Almost every time someone came to me with new music last week, it was international, which shaped this week's soundtrack:

1. "A Lie" - The Eastern Sea: I really enjoyed my conversation with Matt Hines of The Eastern Sea, who played in town Saturday. Fortunately, I also like his music.

2. "I Hate MIlk" - Air Miami: Two former members of Unrest formed this short-lived and ridiculously catchy band from Washington, D.C.

3. "Your Neck Around Mine" - Milk Maid: How can I resist a new milk-themed band, this one making psychedelic pop/rock.

4. "Two Feet Stand Up" - Cookie Duster: My friend Emmett Pearce is still doing campus radio at CFMU in Hamilton, Ontario and has started sending me links to his playlists, presumably to catch me up on CanCon. This spin-off from Broken Social Scene qualifies.

5. "Box Elder" - Pavement: This just seemed like it was next.

6. "Can't Figure it Out" - AM and Shawn Lee: Last year's Celestial Electric featured retro beats and solid late '70s songcraft and instrumentation, but it sounded current anyway. They're trying to raise money to fund its follow-up here.

7. "Seafaring Well" - Blackbird Hour: These grads from Mississippi's Kudzu Kings play the Ogden's "Ogden After Hours" Thursday at 6 p.m.

8. "Glitter and Glue" - the Honeypots: The Honeypots are Lynn Drury, Margie Perez and Monica McIntyre, and this track comes from their debut album, Something Sweet.

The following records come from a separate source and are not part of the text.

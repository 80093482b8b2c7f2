//! Abstract Syntax Tree definitions for TanglawPL
//!
//! This module defines all AST node types. The tree is owned top-down: every node exclusively owns its children and
//! there are no parent links.
//!
//! ## Notes
//! - Statements and expressions are wrapped in [`Spanned`] so diagnostics can point at them.
//! - [`Program`]'s `Display` prints an indented tree (`└──` / `├──`), one node per line, named by [`NodeKind`].

use std::fmt;

use tanglaw_core::lang::operators::{self, OperatorId};
use tanglaw_core::lang::reserved::{self, ReservedCategory, ReservedWordId};
use tanglaw_core::lang::types::{DataTypeId, LiteralKind};

pub use crate::source::Span;

/// A node with source location
#[derive(Debug, Clone, PartialEq)]
pub struct Spanned<T> {
    pub node: T,
    pub span: Span,
}

impl<T> Spanned<T> {
    pub fn new(node: T, span: Span) -> Self {
        Self { node, span }
    }
}

/// Identifier spelling.
pub type Ident = String;

/// A program is a sequence of statements.
#[derive(Debug, Clone, PartialEq)]
pub struct Program {
    pub statements: Vec<Spanned<Statement>>,
}

// ============================================================================
// Statements
// ============================================================================

#[derive(Debug, Clone, PartialEq)]
pub enum Statement {
    VariableDeclaration(VariableDeclaration),
    Assignment(Assignment),
    Conditional(ConditionalStatement),
    While(WhileLoop),
    For(ForLoop),
    Repeat(RepeatLoop),
    Output(OutputStatement),
    Input,
    Call(FunctionCall),
    /// Bare expression, including `x++;`.
    Expression(Spanned<Expr>),
}

/// `int a, b cm = 2;`
#[derive(Debug, Clone, PartialEq)]
pub struct VariableDeclaration {
    pub data_type: DataTypeId,
    pub declarators: Vec<Spanned<Declarator>>,
}

#[derive(Debug, Clone, PartialEq)]
pub struct Declarator {
    pub name: Ident,
    pub unit: Option<Spanned<UnitSpecifier>>,
    pub initializer: Option<Spanned<Expr>>,
}

/// `cm` or `sq cm` after a declarator name.
#[derive(Debug, Clone, Copy, PartialEq, Eq)]
pub struct UnitSpecifier {
    pub unit: ReservedWordId,
    pub squared: bool,
}

/// `target op value`, where `op` is any assignment-class operator.
#[derive(Debug, Clone, PartialEq)]
pub struct Assignment {
    /// An [`Expr::Identifier`] or [`Expr::MemberAccess`].
    pub target: Spanned<Expr>,
    pub operator: OperatorId,
    pub value: Spanned<Expr>,
}

#[derive(Debug, Clone, PartialEq)]
pub struct ConditionalStatement {
    pub if_clause: Spanned<IfClause>,
    pub else_branch: Option<ElseBranch>,
}

#[derive(Debug, Clone, PartialEq)]
pub struct IfClause {
    pub condition: Spanned<Expr>,
    pub block: Block,
}

#[derive(Debug, Clone, PartialEq)]
pub enum ElseBranch {
    Block(Block),
    /// `else if ...`
    If(Box<Spanned<ConditionalStatement>>),
}

/// `{ statement* }`
#[derive(Debug, Clone, PartialEq)]
pub struct Block {
    pub statements: Vec<Spanned<Statement>>,
    pub span: Span,
}

#[derive(Debug, Clone, PartialEq)]
pub struct WhileLoop {
    pub condition: Spanned<Expr>,
    pub body: Block,
}

/// `for (init; condition; update) body`
#[derive(Debug, Clone, PartialEq)]
pub struct ForLoop {
    /// A declaration, assignment, call or `x++`-style expression.
    pub init: Box<Spanned<Statement>>,
    pub condition: Spanned<Expr>,
    /// An assignment or an increment/decrement expression.
    pub update: Box<Spanned<Statement>>,
    pub body: Block,
}

/// `repeat count times body`
#[derive(Debug, Clone, PartialEq)]
pub struct RepeatLoop {
    pub count: Spanned<Expr>,
    pub body: Block,
}

/// `print("...", {a} {b.c});` / `println(...)`.
#[derive(Debug, Clone, PartialEq)]
pub struct OutputStatement {
    pub newline: bool,
    pub template: String,
    pub placeholders: Vec<Spanned<Expr>>,
}

#[derive(Debug, Clone, PartialEq)]
pub struct FunctionCall {
    /// An [`Expr::Identifier`] or [`Expr::MemberAccess`].
    pub callee: Box<Spanned<Expr>>,
    pub args: Vec<Spanned<Expr>>,
}

// ============================================================================
// Expressions
// ============================================================================

#[derive(Debug, Clone, PartialEq)]
pub enum Expr {
    Literal(Literal),
    Identifier(Ident),
    /// `a.b.c`; always at least two segments.
    MemberAccess(Vec<Ident>),
    /// Arithmetic, relational and bitwise operators.
    Binary(Box<Spanned<Expr>>, OperatorId, Box<Spanned<Expr>>),
    /// `&&` and `||`.
    Logical(Box<Spanned<Expr>>, OperatorId, Box<Spanned<Expr>>),
    Unary {
        operator: OperatorId,
        operand: Box<Spanned<Expr>>,
        /// `x++` rather than `++x`.
        postfix: bool,
    },
    Call(FunctionCall),
    /// `( expr )`
    Grouped(Box<Spanned<Expr>>),
    /// A reserved word applied to arguments: `areaOf(circle(5))`, `cm(3)`.
    Reserved(ReservedCall),
}

#[derive(Debug, Clone, PartialEq)]
pub enum Literal {
    Integer(i64),
    Real(f64),
    String(String),
    Character(char),
    Boolean(bool),
}

impl Literal {
    pub fn kind(&self) -> LiteralKind {
        match self {
            Literal::Integer(_) => LiteralKind::Integer,
            Literal::Real(_) => LiteralKind::Real,
            Literal::String(_) => LiteralKind::String,
            Literal::Character(_) => LiteralKind::Character,
            Literal::Boolean(_) => LiteralKind::Boolean,
        }
    }
}

impl fmt::Display for Literal {
    fn fmt(&self, f: &mut fmt::Formatter<'_>) -> fmt::Result {
        match self {
            Literal::Integer(v) => write!(f, "{v}"),
            Literal::Real(v) => write!(f, "{v:?}"),
            Literal::String(s) => write!(f, "{s:?}"),
            Literal::Character(c) => write!(f, "{c:?}"),
            Literal::Boolean(b) => write!(f, "{b}"),
        }
    }
}

/// Which reserved-word form a [`ReservedCall`] is.
#[derive(Debug, Clone, Copy, PartialEq, Eq)]
pub enum ReservedForm {
    GeometricCalculation,
    Shape,
    Measurement,
    Unit,
    Fetch,
    SetPrecision,
    Cubic,
}

impl ReservedForm {
    /// Form a reserved word dispatches to. `sq` is a unit form.
    pub fn of(word: ReservedWordId) -> Self {
        match reserved::category(word) {
            ReservedCategory::Geometry => ReservedForm::GeometricCalculation,
            ReservedCategory::Shape => ReservedForm::Shape,
            ReservedCategory::Measurement => ReservedForm::Measurement,
            ReservedCategory::Unit | ReservedCategory::UnitModifier => ReservedForm::Unit,
            ReservedCategory::Fetch => ReservedForm::Fetch,
            ReservedCategory::SetPrecision => ReservedForm::SetPrecision,
            ReservedCategory::Cubic => ReservedForm::Cubic,
        }
    }
}

#[derive(Debug, Clone, PartialEq)]
pub struct ReservedCall {
    pub form: ReservedForm,
    pub word: ReservedWordId,
    pub args: Vec<Spanned<Expr>>,
}

// ============================================================================
// Tree dump
// ============================================================================

/// Node names used by the tree dump.
#[derive(Debug, Clone, Copy, PartialEq, Eq)]
pub enum NodeKind {
    Program,
    VariableDeclaration,
    Declarator,
    Assignment,
    ConditionalStatement,
    IfClause,
    Block,
    WhileLoop,
    ForLoop,
    RepeatLoop,
    OutputStatement,
    InputStatement,
    FunctionCall,
    BinaryOp,
    LogicalOp,
    UnaryOp,
    Literal,
    Identifier,
    MemberAccess,
    UnitSpecifier,
    GeometricCalculation,
    Shape,
    Measurement,
    Unit,
    FetchOperation,
    SetPrecision,
    CubicOperation,
}

impl NodeKind {
    pub fn as_str(self) -> &'static str {
        match self {
            NodeKind::Program => "Program",
            NodeKind::VariableDeclaration => "VariableDeclaration",
            NodeKind::Declarator => "Declarator",
            NodeKind::Assignment => "Assignment",
            NodeKind::ConditionalStatement => "ConditionalStatement",
            NodeKind::IfClause => "IfClause",
            NodeKind::Block => "Block",
            NodeKind::WhileLoop => "WhileLoop",
            NodeKind::ForLoop => "ForLoop",
            NodeKind::RepeatLoop => "RepeatLoop",
            NodeKind::OutputStatement => "OutputStatement",
            NodeKind::InputStatement => "InputStatement",
            NodeKind::FunctionCall => "FunctionCall",
            NodeKind::BinaryOp => "BinaryOp",
            NodeKind::LogicalOp => "LogicalOp",
            NodeKind::UnaryOp => "UnaryOp",
            NodeKind::Literal => "Literal",
            NodeKind::Identifier => "Identifier",
            NodeKind::MemberAccess => "MemberAccess",
            NodeKind::UnitSpecifier => "UnitSpecifier",
            NodeKind::GeometricCalculation => "GeometricCalculation",
            NodeKind::Shape => "Shape",
            NodeKind::Measurement => "Measurement",
            NodeKind::Unit => "Unit",
            NodeKind::FetchOperation => "FetchOperation",
            NodeKind::SetPrecision => "SetPrecision",
            NodeKind::CubicOperation => "CubicOperation",
        }
    }
}

impl fmt::Display for NodeKind {
    fn fmt(&self, f: &mut fmt::Formatter<'_>) -> fmt::Result {
        f.write_str(self.as_str())
    }
}

impl Statement {
    pub fn kind(&self) -> NodeKind {
        match self {
            Statement::VariableDeclaration(_) => NodeKind::VariableDeclaration,
            Statement::Assignment(_) => NodeKind::Assignment,
            Statement::Conditional(_) => NodeKind::ConditionalStatement,
            Statement::While(_) => NodeKind::WhileLoop,
            Statement::For(_) => NodeKind::ForLoop,
            Statement::Repeat(_) => NodeKind::RepeatLoop,
            Statement::Output(_) => NodeKind::OutputStatement,
            Statement::Input => NodeKind::InputStatement,
            Statement::Call(_) => NodeKind::FunctionCall,
            Statement::Expression(e) => e.node.kind(),
        }
    }
}

impl Expr {
    pub fn kind(&self) -> NodeKind {
        match self {
            Expr::Literal(_) => NodeKind::Literal,
            Expr::Identifier(_) => NodeKind::Identifier,
            Expr::MemberAccess(_) => NodeKind::MemberAccess,
            Expr::Binary(..) => NodeKind::BinaryOp,
            Expr::Logical(..) => NodeKind::LogicalOp,
            Expr::Unary { .. } => NodeKind::UnaryOp,
            Expr::Call(_) => NodeKind::FunctionCall,
            Expr::Grouped(inner) => inner.node.kind(),
            Expr::Reserved(call) => match call.form {
                ReservedForm::GeometricCalculation => NodeKind::GeometricCalculation,
                ReservedForm::Shape => NodeKind::Shape,
                ReservedForm::Measurement => NodeKind::Measurement,
                ReservedForm::Unit => NodeKind::Unit,
                ReservedForm::Fetch => NodeKind::FetchOperation,
                ReservedForm::SetPrecision => NodeKind::SetPrecision,
                ReservedForm::Cubic => NodeKind::CubicOperation,
            },
        }
    }

    /// Dotted spelling of an identifier or member-access path.
    pub fn path(&self) -> Option<String> {
        match self {
            Expr::Identifier(name) => Some(name.clone()),
            Expr::MemberAccess(segments) => Some(segments.join(".")),
            _ => None,
        }
    }
}

/// Owned view of one tree-dump line and its children.
struct TreeNode {
    kind: NodeKind,
    value: Option<String>,
    children: Vec<TreeNode>,
}

impl TreeNode {
    fn new(kind: NodeKind, value: Option<String>, children: Vec<TreeNode>) -> Self {
        Self { kind, value, children }
    }

    fn write(&self, f: &mut fmt::Formatter<'_>, level: usize, is_last: bool) -> fmt::Result {
        let branch = if is_last { "└── " } else { "├── " };
        write!(f, "{}{}{}", "    ".repeat(level), branch, self.kind)?;
        if let Some(value) = &self.value {
            write!(f, ": {value}")?;
        }
        writeln!(f)?;
        for (i, child) in self.children.iter().enumerate() {
            child.write(f, level + 1, i + 1 == self.children.len())?;
        }
        Ok(())
    }
}

fn block_tree(block: &Block) -> TreeNode {
    TreeNode::new(
        NodeKind::Block,
        None,
        block.statements.iter().map(|s| statement_tree(&s.node)).collect(),
    )
}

9. "Count Everything" - Timi Yuro: Listen to the way her voice rolls up to the start of this song like a wave that crests on the first word.

10. "Goodbye Baby" - Jack Scott: More CanCon - a rockabilly singer from Windsor, Ontario whose best songs rarely swing and jump the way you expect rockabilly to.

11. "Black Man's Stories" - Roger Knox: The Mekons' Jon Langford played a song by Roger Knox - "The Koori King of Country" in Australia - last time he was in town. Here's Knox.

12. "The Same Love That Made Me Laugh" - Bill Withers: I love Irma Thomas' cover of this.

13. "Gimme Little Sign" - Brenton Wood: I got to interview Brenton Wood before he appeared one year at the Ponderosa Stomp. I'm disappointed that I can't find "Oogum Boogum" on Spotify, but this will more than do.

14. "Ali Baba" - John Holt: This cool rock steady track introduced me to John Holt apart from the Paragons, though I haven't found anything I've liked quite as much.

15. "Fu Man Chu" - Desmond Dekker: Desmond Dekker's voice was too sweet to make anything sound dangerous or mysterious, but he did what he could in this case.

16. "Lagos City" - Asiko Rock Group: Nigeria Disco Funk Special: The Sound of the Underground Lagos Dancefloor 1974-1979 is one of those comps that always pays off with great grooves with sonic references to American disco and indigenous elements that keep it from seeming too familiar.

17. "Run Myself Out of Town" - The Holmes Brothers: I was pulling tracks for this and saw that Papa Mali was out of the hospital and listening to The Holmes Brothers, which seemed like as good a reason as any to visit them today.

18. "Britches" - George Porter, Jr. and Runnin' Pardners: From last year's Can't Beat the Funk, a successful revisit to The Meters' songbook.

19. "Ape Is High" - Mandrill: Ivan Neville once told me he thought Mandrill's "Fencewalk" is the heaviest, funkiest song he could think of. That turned me on that song; now I'm branching out.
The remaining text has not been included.